→ Collection entries
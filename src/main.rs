use std::path::PathBuf;

use anyhow::{bail, Result};
use clap::{Parser, Subcommand};
use serde::de::DeserializeOwned;
use serde_json::json;
use tracing_subscriber::EnvFilter;

use memstack::config::{load_config, Config};
use memstack::memory::{ContextPatch, InsightEntry, PlanTaskEntry, SessionEntry, TaskUpdate};
use memstack::models::SearchResult;
use memstack::{db, export, import_md, indexer, memory, migrate, searcher};

#[derive(Parser)]
#[command(name = "memstack")]
#[command(about = "Local-first memory store for development sessions")]
#[command(version)]
struct Cli {
    /// Path to the config file
    #[arg(long, global = true, default_value = "./memstack.toml")]
    config: PathBuf,

    #[command(subcommand)]
    command: Commands,
}

#[derive(Subcommand)]
enum Commands {
    /// Create the database and apply the schema
    Init,
    /// Build or update the semantic index over memory files
    Index {
        /// Drop the existing index and rebuild from scratch
        #[arg(long)]
        force: bool,
    },
    /// Semantic search over indexed memory
    Search {
        query: String,
        /// Number of results to return
        #[arg(long, default_value_t = 5)]
        top_k: usize,
        /// Print raw JSON results
        #[arg(long)]
        json: bool,
    },
    /// Session records
    Session {
        #[command(subcommand)]
        command: SessionCommands,
    },
    /// Insight records
    Insight {
        #[command(subcommand)]
        command: InsightCommands,
    },
    /// Per-project context
    Context {
        #[command(subcommand)]
        command: ContextCommands,
    },
    /// Plan tasks
    Plan {
        #[command(subcommand)]
        command: PlanCommands,
    },
    /// Keyword search across sessions and insights
    Find {
        query: String,
        #[arg(long)]
        project: Option<String>,
        #[arg(long, default_value_t = 10)]
        limit: usize,
    },
    /// Export a project's memory as markdown
    Export { project: String },
    /// Database statistics
    Stats,
    /// Import markdown session files into the database
    Migrate,
}

#[derive(Subcommand)]
enum SessionCommands {
    /// Add a session from a JSON payload
    Add { json: String },
    /// List recent sessions
    List {
        #[arg(long)]
        project: Option<String>,
        #[arg(long, default_value_t = 20)]
        limit: i64,
    },
}

#[derive(Subcommand)]
enum InsightCommands {
    /// Add an insight from a JSON payload
    Add { json: String },
    /// List insights
    List {
        #[arg(long)]
        project: Option<String>,
        #[arg(long, default_value_t = 20)]
        limit: i64,
    },
}

#[derive(Subcommand)]
enum ContextCommands {
    /// Show a project's context
    Get { project: String },
    /// Merge a JSON patch into a project's context
    Set { json: String },
}

#[derive(Subcommand)]
enum PlanCommands {
    /// Add or replace a plan task from a JSON payload
    Add { json: String },
    /// Show a project's plan
    Show { project: String },
    /// Patch one task from a JSON payload
    Update {
        project: String,
        task_number: i64,
        json: String,
    },
}

fn parse_json_arg<T: DeserializeOwned>(raw: &str) -> Result<T> {
    serde_json::from_str(raw).map_err(|e| anyhow::anyhow!("Invalid JSON input: {}", e))
}

fn print_payload(payload: &serde_json::Value) {
    println!("{}", serde_json::to_string_pretty(payload).unwrap_or_default());
}

fn format_results(results: &[SearchResult]) -> String {
    let mut out = String::new();
    for (i, result) in results.iter().enumerate() {
        out.push_str(&format!(
            "**[{}] {}** {} ({})\n",
            i + 1,
            result.project,
            result.date,
            result.kind
        ));
        out.push_str(&format!("  Section: {}\n", result.section_title));
        out.push_str(&format!("  Score: {}\n", result.score));

        let content = if result.content.chars().count() > 300 {
            let cut: String = result.content.chars().take(300).collect();
            format!("{}...", cut)
        } else {
            result.content.clone()
        };
        out.push_str(&format!("  {}\n", content.replace('\n', "\n  ")));
        out.push_str(&format!("  Source: {}\n", result.source));
        out.push_str("  ---\n");
    }
    out
}

async fn run(cli: Cli) -> Result<()> {
    let config: Config = load_config(&cli.config)?;

    match cli.command {
        Commands::Init => {
            let pool = db::connect(&config).await?;
            migrate::apply_schema(&pool).await?;
            print_payload(&json!({
                "ok": true,
                "db_path": config.db.path.display().to_string(),
            }));
        }
        Commands::Index { force } => {
            let report = indexer::run_index(&config, force).await?;
            let mut payload = serde_json::to_value(&report)?;
            payload["ok"] = json!(true);
            print_payload(&payload);
        }
        Commands::Search { query, top_k, json } => {
            let results = searcher::run_search(&config, &query, top_k).await?;
            if json {
                print_payload(&serde_json::to_value(&results)?);
            } else if results.is_empty() {
                println!("No results.");
            } else {
                print!("{}", format_results(&results));
            }
        }
        Commands::Session { command } => {
            let pool = db::connect(&config).await?;
            match command {
                SessionCommands::Add { json: raw } => {
                    let entry: SessionEntry = parse_json_arg(&raw)?;
                    if entry.project.is_empty() {
                        bail!("Session requires a project");
                    }
                    let id = memory::add_session(&pool, &entry).await?;
                    print_payload(&json!({"ok": true, "id": id}));
                }
                SessionCommands::List { project, limit } => {
                    let sessions = memory::get_sessions(&pool, project.as_deref(), limit).await?;
                    print_payload(&json!({
                        "count": sessions.len(),
                        "sessions": sessions,
                    }));
                }
            }
        }
        Commands::Insight { command } => {
            let pool = db::connect(&config).await?;
            match command {
                InsightCommands::Add { json: raw } => {
                    let entry: InsightEntry = parse_json_arg(&raw)?;
                    if entry.content.is_empty() {
                        bail!("Insight requires content");
                    }
                    let id = memory::add_insight(&pool, &entry).await?;
                    print_payload(&json!({"ok": true, "id": id}));
                }
                InsightCommands::List { project, limit } => {
                    let insights = memory::get_insights(&pool, project.as_deref(), limit).await?;
                    print_payload(&json!({
                        "count": insights.len(),
                        "insights": insights,
                    }));
                }
            }
        }
        Commands::Context { command } => {
            let pool = db::connect(&config).await?;
            match command {
                ContextCommands::Get { project } => match memory::get_context(&pool, &project)
                    .await?
                {
                    Some(context) => print_payload(&context),
                    None => print_payload(&json!({
                        "project": project,
                        "status": "no context saved",
                    })),
                },
                ContextCommands::Set { json: raw } => {
                    let patch: ContextPatch = parse_json_arg(&raw)?;
                    if patch.project.is_empty() {
                        bail!("Context requires a project");
                    }
                    memory::set_context(&pool, &patch).await?;
                    print_payload(&json!({"ok": true, "project": patch.project}));
                }
            }
        }
        Commands::Plan { command } => {
            let pool = db::connect(&config).await?;
            match command {
                PlanCommands::Add { json: raw } => {
                    let entry: PlanTaskEntry = parse_json_arg(&raw)?;
                    if entry.project.is_empty() || entry.description.is_empty() {
                        bail!("Plan task requires a project and description");
                    }
                    memory::add_plan_task(&pool, &entry).await?;
                    print_payload(&json!({
                        "ok": true,
                        "project": entry.project,
                        "task_number": entry.task_number,
                    }));
                }
                PlanCommands::Show { project } => {
                    let (tasks, done, total) = memory::get_plan(&pool, &project).await?;
                    print_payload(&json!({
                        "project": project,
                        "tasks": tasks,
                        "done": done,
                        "total": total,
                    }));
                }
                PlanCommands::Update {
                    project,
                    task_number,
                    json: raw,
                } => {
                    let update: TaskUpdate = parse_json_arg(&raw)?;
                    let updated = memory::update_task(&pool, &project, task_number, &update).await?;
                    if !updated {
                        bail!("Task not found: {} #{}", project, task_number);
                    }
                    print_payload(&json!({
                        "ok": true,
                        "project": project,
                        "task_number": task_number,
                    }));
                }
            }
        }
        Commands::Find {
            query,
            project,
            limit,
        } => {
            let pool = db::connect(&config).await?;
            let results = memory::find(&pool, &query, project.as_deref(), limit).await?;
            print_payload(&json!({
                "count": results.len(),
                "results": results,
            }));
        }
        Commands::Export { project } => {
            let pool = db::connect(&config).await?;
            let markdown = export::export_markdown(&pool, &project).await?;
            print!("{}", markdown);
        }
        Commands::Stats => {
            let pool = db::connect(&config).await?;
            let stats = memory::stats(&pool, &config.db.path).await?;
            print_payload(&stats);
        }
        Commands::Migrate => {
            let payload = import_md::run_import(&config).await?;
            print_payload(&payload);
        }
    }

    Ok(())
}

#[tokio::main]
async fn main() {
    tracing_subscriber::fmt()
        .with_env_filter(EnvFilter::from_default_env())
        .with_writer(std::io::stderr)
        .init();

    let cli = Cli::parse();
    if let Err(e) = run(cli).await {
        let payload = json!({"ok": false, "error": e.to_string()});
        eprintln!("{}", payload);
        std::process::exit(1);
    }
}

→ ACTION ITEM
Give only the number of lines in the entries that contain "over".

→ EXPECTED ANSWER
2